ACTIVITY:
Your task is to copy every line of the entries that holds the word "ChartRecorder".

____ DATA TO PROCESS

//! Chart data built from playback frames, and the observers that consume it.
//!
//! Every frame becomes two charts: the trajectories (exact, Euler, RK2) and
//! the pointwise absolute error of each method. The error chart exists only
//! when an exact solution is known. Time labels go through the display
//! rounding; plotted values do not.
//!
//! # Features
//!
//! - `plot` — enables [`show`], a live egui window with playback controls.
//!   This feature adds dependencies on `eframe` and `egui_plot`.

mod chart;
mod recorder;

#[cfg(feature = "plot")]
mod plot;

pub use chart::{Chart, Charts, Dataset, Visibility};
pub use recorder::ChartRecorder;

#[cfg(feature = "plot")]
pub use plot::{ShowConfig, show};
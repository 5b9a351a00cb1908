use serde::Serialize;
use twostep_core::Observer;

use crate::playback::{Action, Frame};

use super::{Charts, Visibility};

/// An observer that keeps the charts of every frame it sees.
///
/// Pass `&mut ChartRecorder` to [`Playback::tick`](crate::playback::Playback::tick)
/// or [`Playback::reset`](crate::playback::Playback::reset), or feed it frames
/// directly with [`record`](Self::record).
#[derive(Debug, Clone, Default, Serialize)]
pub struct ChartRecorder {
    #[serde(skip)]
    visibility: Visibility,
    frames: Vec<Charts>,
}

impl ChartRecorder {
    /// Creates an empty recorder that draws the given series.
    #[must_use]
    pub fn new(visibility: Visibility) -> Self {
        Self {
            visibility,
            frames: Vec::new(),
        }
    }

    /// Records the charts for `frame`.
    pub fn record(&mut self, frame: &Frame<'_>) {
        self.frames.push(Charts::from_frame(frame, self.visibility));
    }

    /// Returns every recorded frame, oldest first.
    #[must_use]
    pub fn frames(&self) -> &[Charts] {
        &self.frames
    }

    /// Returns the most recent frame.
    #[must_use]
    pub fn last(&self) -> Option<&Charts> {
        self.frames.last()
    }

    /// Consumes the recorder and returns its frames.
    #[must_use]
    pub fn into_frames(self) -> Vec<Charts> {
        self.frames
    }
}

impl Observer<Frame<'_>, Action> for ChartRecorder {
    fn observe(&mut self, event: &Frame<'_>) -> Option<Action> {
        self.record(event);
        None
    }
}

#[cfg(test)]
mod tests {
    use super::*;

    use twostep_core::InitialCondition;

    use crate::{
        comparison::compare,
        params::RunParams,
        playback::{Phase, Playback},
    };

    fn loaded() -> Playback {
        let exact = |t: f64, ic: InitialCondition| ic.y0 * (-2.0 * (t - ic.t0)).exp();
        let mut playback = Playback::new(1.0);
        playback.load(compare(
            &|_t: f64, y: f64| -2.0 * y,
            Some(&exact),
            RunParams::new(0.0, 1.0, 1.0, 0.25, 0.25),
        ));
        playback
    }

    #[test]
    fn records_one_frame_per_tick() {
        let mut playback = loaded();
        let mut recorder = ChartRecorder::default();

        playback.play();
        while let Some(timer) = playback.timer() {
            playback.tick(timer.token, &mut recorder);
        }

        let lengths: Vec<usize> = recorder
            .frames()
            .iter()
            .map(|c| c.trajectory.labels.len())
            .collect();
        assert_eq!(lengths, vec![2, 3, 4, 5]);
        assert_eq!(playback.state().phase, Phase::Ready);
    }

    #[test]
    fn never_requests_an_action() {
        let playback = loaded();
        let frame = playback.frame().expect("loaded");
        let mut recorder = ChartRecorder::new(Visibility::default());
        assert_eq!(recorder.observe(&frame), None);
        assert_eq!(recorder.last().map(|c| c.trajectory.labels.len()), Some(1));
    }

    #[test]
    fn serializes_frames_as_json() {
        let playback = loaded();
        let mut recorder = ChartRecorder::default();
        recorder.record(&playback.frame().expect("loaded"));

        let json = serde_json::to_value(&recorder).expect("serializable");
        let datasets = &json["frames"][0]["trajectory"]["datasets"];
        assert_eq!(datasets[0]["name"], "Exact");
        assert_eq!(datasets[1]["values"][0], 1.0);
        assert!(json.get("visibility").is_none());
    }
}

________

SOLUTION:
pub use recorder::ChartRecorder;
/// Pass `&mut ChartRecorder` to [`Playback::tick`](crate::playback::Playback::tick)
pub struct ChartRecorder {
impl ChartRecorder {
impl Observer<Frame<'_>, Action> for ChartRecorder {
        let mut recorder = ChartRecorder::default();
        let mut recorder = ChartRecorder::new(Visibility::default());
        let mut recorder = ChartRecorder::default();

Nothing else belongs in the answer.